Dutch writer, social democrat and feminist

Cornélie Lydie Huygens (13 June 1848 – 31 October 1902) was a Dutch writer, social democrat and feminist.

==Biography==
Huygens was born on 13 June 1848 in Haarlemmerliede. She was the daughter of Gerard William Otto Huygens and Cornelia Adelaide Henriette Elias (1824–1848) and married the German businessman Ignatius Bernardus Maria Bahlmann (1852–1934) in 1902. Her mother died after her birth and she was raised by her paternal aunt Jeanne Marie Huygens, a friend of the feminist Mina Kruseman.
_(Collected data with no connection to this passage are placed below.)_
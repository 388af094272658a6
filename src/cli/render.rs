//! Plain text rendering of transcripts, dashboards and statuses.
use std::fmt::Write;

use crate::chat::{Message, Role};
use crate::documents::{StatusKind, UploadStatus};
use crate::metrics::Dashboard;

const SPARKS: [char; 8] = ['▁', '▂', '▃', '▄', '▅', '▆', '▇', '█'];
const RECENT_ROWS: usize = 10;
const QUERY_WIDTH: usize = 40;

pub fn render_message(msg: &Message) -> String {
    match msg.role {
        Role::User => format!("you> {}", msg.content),
        Role::Error => format!("error> {}", msg.content),
        Role::Assistant => {
            let mut out = format!("bot> {}\n", msg.content);
            let _ = writeln!(
                out,
                "     Model: {}  Latency: {}",
                msg.model.as_deref().unwrap_or("unknown"),
                msg.latency_ms
                    .map(|ms| format!("{:.0}ms", ms))
                    .unwrap_or_else(|| "-".to_string())
            );
            if !msg.sources.is_empty() {
                let _ = writeln!(out, "     Sources ({}):", msg.sources.len());
                for src in &msg.sources {
                    let _ = writeln!(
                        out,
                        "       [{}]: \"{}\" (Score: {})",
                        src.source_label,
                        src.snippet,
                        src.score_label()
                    );
                }
            }
            out.trim_end().to_string()
        }
    }
}

pub fn render_status(status: &UploadStatus) -> String {
    match status.kind {
        StatusKind::Success => format!("✓ {}", status.message),
        StatusKind::Error => format!("✗ {}", status.message),
    }
}

/// Scale `values` onto block characters, oldest first.
pub fn sparkline(values: &[f64]) -> String {
    let max = values.iter().cloned().fold(f64::MIN, f64::max);
    let min = values.iter().cloned().fold(f64::MAX, f64::min);
    let range = max - min;
    values
        .iter()
        .map(|v| {
            if range <= 0.0 {
                SPARKS[0]
            } else {
                let level = ((v - min) / range * (SPARKS.len() - 1) as f64).round() as usize;
                SPARKS[level.min(SPARKS.len() - 1)]
            }
        })
        .collect()
}

fn truncate(text: &str, width: usize) -> String {
    if text.chars().count() <= width {
        return text.to_string();
    }
    let head: String = text.chars().take(width - 1).collect();
    let mut out = head.trim_end().to_string();
    out.push('…');
    out
}

pub fn render_dashboard(dashboard: &Dashboard, window: usize) -> String {
    let summary = &dashboard.summary;
    let mut out = String::new();

    let _ = writeln!(out, "Total Requests  {:>10}   Last {} requests", summary.total, window);
    let _ = writeln!(
        out,
        "Avg Latency     {:>10}   Response time",
        format!("{}ms", summary.avg_latency_ms)
    );
    let _ = writeln!(
        out,
        "Est. Cost       {:>10}   LLM usage",
        format!("${:.4}", summary.total_cost)
    );

    if dashboard.series.is_empty() {
        let _ = writeln!(out, "\nNo queries recorded yet.");
        return out;
    }

    // The window arrives newest first, the trend reads left to right
    let latencies: Vec<f64> = dashboard
        .series
        .iter()
        .rev()
        .map(|p| p.record.latency_ms)
        .collect();
    let _ = writeln!(out, "\nLatency Trend\n{}", sparkline(&latencies));

    let _ = writeln!(
        out,
        "\n{:<10} {:<width$} {:<16} {:>9}",
        "Time",
        "Query",
        "Model",
        "Latency",
        width = QUERY_WIDTH
    );
    for point in dashboard.recent(RECENT_ROWS) {
        let _ = writeln!(
            out,
            "{:<10} {:<width$} {:<16} {:>9}",
            point.time,
            truncate(&point.record.query, QUERY_WIDTH),
            point.record.model,
            format!("{:.0}ms", point.record.latency_ms),
            width = QUERY_WIDTH
        );
    }
    out
}

#[cfg(test)]
mod tests {
    use super::*;
    use crate::api::QueryResponse;
    use crate::api::fake::record;
    use serde_json::json;

    #[test]
    fn it_renders_assistant_footer_and_sources() {
        let resp: QueryResponse = serde_json::from_value(json!({
            "answer": "30 days",
            "sources": [{
                "metadata": {"source": "policy.pdf"},
                "text": "Refunds within 30 days...",
                "score": 0.92
            }],
            "model_used": "gpt-x",
            "latency_ms": 420
        }))
        .unwrap();

        let out = render_message(&Message::assistant(&resp));

        assert!(out.starts_with("bot> 30 days"));
        assert!(out.contains("Model: gpt-x"));
        assert!(out.contains("Latency: 420ms"));
        assert!(out.contains("Sources (1):"));
        assert!(out.contains("[policy.pdf]"));
        assert!(out.contains("(Score: 0.92)"));
    }

    #[test]
    fn it_marks_user_and_error_entries() {
        assert_eq!(render_message(&Message::user("hi")), "you> hi");
        assert_eq!(
            render_message(&Message::error("Error fetching response.")),
            "error> Error fetching response."
        );
    }

    #[test]
    fn it_renders_status_banner() {
        assert_eq!(
            render_status(&UploadStatus::success("Index cleared.")),
            "✓ Index cleared."
        );
        assert_eq!(
            render_status(&UploadStatus::error("Reset failed.")),
            "✗ Reset failed."
        );
    }

    #[test]
    fn it_draws_sparklines() {
        assert_eq!(sparkline(&[]), "");
        assert_eq!(sparkline(&[5.0, 5.0]), "▁▁");
        assert_eq!(sparkline(&[0.0, 50.0, 100.0]), "▁▅█");
    }

    #[test]
    fn it_renders_empty_dashboard() {
        let out = render_dashboard(&Dashboard::default(), 50);
        assert!(out.contains("Avg Latency"));
        assert!(out.contains("0ms"));
        assert!(out.contains("$0.0000"));
        assert!(out.contains("No queries recorded yet."));
    }

    #[test]
    fn it_renders_summary_and_recent_rows() {
        let mut records: Vec<_> = (0..12).map(|i| record(100.0 + i as f64, Some(0.001))).collect();
        records[0].query = "a very long question that will not fit in the table column".to_string();
        let out = render_dashboard(&Dashboard::from_records(records), 50);

        assert!(out.contains("$0.0120"));
        assert!(out.contains("106ms"));
        assert!(out.contains("a very long question that will not fit…"));
        // Header plus ten rows after the trend line
        let table_rows = out.lines().filter(|l| l.contains("fake-model")).count();
        assert_eq!(table_rows, 10);
    }
}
Huygens became known early for her feminist articles and made her debut as a novelist in 1877. In 1896, she joined the newly founded Social Democratic Workers' Party (SDAP) as its first female member and the first woman in the Netherlands to be a member of a political party, becoming known as the "Red Lady". Cornélie Huygens was an active socialist ideologist and participator in the political debate, and by her work for women's suffrage, she made the work for women's rights, which in the Netherlands had previously been an issue for upper class women, a part of the socialist movement for workers' rights.

Despite her principled opposition against the institution of marriage, she married on 2 October 1902, at the age of 54, to the Amsterdam-born German businessman Ignazius Bahlmann, who had translated her novel Barthold Meryan into German. Apparently very unhappy in her marriage, she drowned herself within a month after this wedding in a pond in the Vondelpark. She died on 31 October 1902 in Amsterdam.